Ed Note: This is the first of a multi-part series on the value of research. Today’s part talks about how and why I became a researcher. Subsequent parts will discuss different types of research, explain why research journal articles are so uniquely structured and boring, and present examples of how past research has changed all of our lives. I hope you will learn to critically think a little like a researcher.
Given the drastic cuts that the current administration is making to research across the board, I thought this topic took precedence over the business planning track we were originally on.

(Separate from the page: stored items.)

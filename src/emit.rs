//! The emitter (spec.md §4.4): serializes a [`LexFile`] into a single
//! self-contained Rust source file, splicing in the fixed runtime template.
//!
//! Regex-quoting is grounded on `examples/original_source/parser.go`'s
//! `quoteRegexp`, including its two-pass hex/octal/NUL re-encoding — ported
//! from Go string-literal escaping to Rust string-literal escaping (both
//! support `\xNN` for control bytes, so the re-encoded form carries over
//! unchanged).

use once_cell::sync::Lazy;
use regex::Regex;

use crate::error::{LexForgeError, Result};
use crate::model::{self, LexFile, StartCondSet};
use crate::parser::action;

/// Matches a doubled-backslash hex/octal escape (`\\101`, `\\x41`) surviving
/// the initial backslash-doubling pass.
static HEX_OR_OCTAL: Lazy<Regex> =
    Lazy::new(|| Regex::new(r"\\\\([0-9]{3}|[xX][0-9a-fA-F]{2})").unwrap());
/// Matches a doubled-backslash `\\0` NUL escape not itself the head of a
/// longer octal run, capturing whatever followed so it can be reattached.
static NUL_ESCAPE: Lazy<Regex> =
    Lazy::new(|| Regex::new(r"\\\\0($|[^0-9]|[0-9][^0-9])").unwrap());

const RUNTIME_TEMPLATE: &str = include_str!("../templates/runtime.rs.tmpl");

/// Escape `re` (a portable regex source string) for embedding as a Rust
/// string literal, re-encoding octal/hex/NUL escapes so control characters
/// below 0x20 become `\xNN` and printable escaped characters become their
/// regex-quoted literal form (spec.md §4.4).
pub fn quote_regex_literal(re: &str) -> String {
    let mut s = re.replace('\\', "\\\\").replace('"', "\\\"");

    s = HEX_OR_OCTAL
        .replace_all(&s, |caps: &regex::Captures| {
            let digits = &caps[1];
            let n = if digits.starts_with('x') || digits.starts_with('X') {
                u32::from_str_radix(&digits[1..], 16).unwrap_or(0)
            } else {
                u32::from_str_radix(digits, 8).unwrap_or(0)
            };
            if n < 32 {
                format!("\\x{n:02x}")
            } else {
                let ch = char::from_u32(n).unwrap_or('\u{FFFD}');
                regex::escape(&ch.to_string()).replace('\\', "\\\\")
            }
        })
        .to_string();

    s = NUL_ESCAPE
        .replace_all(&s, |caps: &regex::Captures| format!("\\x00{}", &caps[1]))
        .to_string();

    s
}

fn resolve_start_condition_id(file: &LexFile, file_name: &str, line: usize, name: &str) -> Result<u32> {
    if name == model::INITIAL_START_CONDITION_NAME {
        return Ok(model::INITIAL_START_CONDITION_ID);
    }
    file.start_conditions
        .get(name)
        .map(|sc| sc.id)
        .ok_or_else(|| {
            LexForgeError::UndefinedReference(file_name.to_string(), line, name.to_string())
        })
}

/// Render the whole scanner source for `file`.
pub fn emit(file_name: &str, file: &LexFile) -> Result<String> {
    let mut out = String::new();

    out.push_str("// Code generated by lexforge. DO NOT EDIT.\n");
    out.push_str("#![allow(dead_code, unused_variables, unused_mut)]\n\n");
    if !file.preamble.is_empty() {
        out.push_str(&file.preamble);
        out.push('\n');
    }

    out.push_str("use std::io::{Read, Write};\n");
    out.push_str("use once_cell::sync::Lazy;\n");
    out.push_str("use regex::Regex;\n\n");

    out.push_str(&emit_globals(file));

    if !file.prologue_code.is_empty() {
        out.push_str("fn yy_init(scanner: &mut Scanner) {\n");
        for line in &file.prologue_code {
            out.push_str("    ");
            out.push_str(line);
            out.push('\n');
        }
        out.push_str("}\n\n");
    } else {
        out.push_str("fn yy_init(_scanner: &mut Scanner) {}\n\n");
    }

    out.push_str(&emit_rules_table(file_name, file)?);

    out.push_str(RUNTIME_TEMPLATE);
    out.push('\n');

    out.push_str(&file.epilogue);

    Ok(out)
}

fn emit_globals(file: &LexFile) -> String {
    let mut s = String::new();

    s.push_str(&format!(
        "pub const {}: u32 = {};\n",
        model::INITIAL_START_CONDITION_NAME,
        model::INITIAL_START_CONDITION_ID
    ));
    for (name, sc) in &file.start_conditions {
        s.push_str(&format!("pub const {name}: u32 = {};\n", sc.id));
    }
    s.push('\n');

    s.push_str("static YY_EXCLUSIVE: &[(u32, bool)] = &[\n");
    s.push_str(&format!(
        "    ({}, false),\n",
        model::INITIAL_START_CONDITION_NAME
    ));
    for (name, sc) in &file.start_conditions {
        s.push_str(&format!("    ({name}, {}),\n", sc.exclusive));
    }
    s.push_str("];\n\n");

    s.push_str(
        "#[derive(Debug, Clone, Copy, PartialEq, Eq)]\n\
         pub enum YyAction {\n    \
         FallThrough,\n    \
         UserReturn(i64),\n    \
         Reject,\n\
         }\n\n",
    );

    s.push_str(
        "pub struct YyRule {\n    \
         pub regex: Regex,\n    \
         pub trailing: Option<Regex>,\n    \
         pub start_conds: &'static [u32],\n    \
         pub wildcard: bool,\n    \
         pub sol_anchored: bool,\n    \
         pub action: Box<dyn Fn(&mut Scanner) -> YyAction + Sync + Send>,\n\
         }\n\n",
    );

    s
}

fn emit_rules_table(file_name: &str, file: &LexFile) -> Result<String> {
    let mut s = String::new();
    s.push_str("static YY_RULES: Lazy<Vec<YyRule>> = Lazy::new(|| vec![\n");

    for rule in &file.rules {
        let action_src = action::transform_action(file_name, rule.line, &rule.action)?;
        let regex_lit = quote_regex_literal(&rule.pattern);
        let trailing_lit = rule.trailing.as_deref().map(quote_regex_literal);

        let (start_conds_lit, wildcard) = match &rule.start_conds {
            StartCondSet::AnyInclusive => ("&[]".to_string(), false),
            StartCondSet::Wildcard => ("&[]".to_string(), true),
            StartCondSet::Named(names) => {
                let mut ids = Vec::with_capacity(names.len());
                for name in names {
                    ids.push(
                        resolve_start_condition_id(file, file_name, rule.line, name)?.to_string(),
                    );
                }
                (format!("&[{}]", ids.join(", ")), false)
            }
        };

        s.push_str("    YyRule {\n");
        s.push_str(&format!(
            "        regex: Regex::new(\"{regex_lit}\").expect(\"lexforge-generated regex is always valid\"),\n"
        ));
        match trailing_lit {
            Some(t) => s.push_str(&format!(
                "        trailing: Some(Regex::new(\"{t}\").expect(\"lexforge-generated regex is always valid\")),\n"
            )),
            None => s.push_str("        trailing: None,\n"),
        }
        s.push_str(&format!("        start_conds: {start_conds_lit},\n"));
        s.push_str(&format!("        wildcard: {wildcard},\n"));
        s.push_str(&format!("        sol_anchored: {},\n", rule.sol_anchored));
        s.push_str(&format!("        action: {action_src},\n"));
        s.push_str("    },\n");
    }

    s.push_str("]);\n\n");
    Ok(s)
}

If we are not careful, we could find ourselves decades behind the rest of the world’s countries, including our major competitors. Speaking for myself, returning to the “Dark Ages” is not something I would look forward to.
We will return to business planning after this series is completed. I hope you find it thought provoking and that you become more aware of the precarious state of future research. Let me know.
This Week’s Summary:
An important goal of education is fostering curiosity
Curiosity stimulates questions that warrant researching
Research is highly creative and does not happen in a vacuum
How my Y2K book nudged me to become a PhD researcher
Academic work develops critical thinking that separates fact from opinion
Opinions aren’t facts no matter who says or repeats them
Do you know someone who is going to college while also working full time and/or has a family? That was me. In the mid-1970s, I was a returning Army veteran who took advantage of both the Federal GI Bill, which offered a little money for living expenses, and the Illinois Veteran Tuition Assistance program, which picked up tuition at a state school (University of Illinois Chicago Circle1 in my case). Without these benefits I don’t know if I would have been able to complete my engineering undergraduate education.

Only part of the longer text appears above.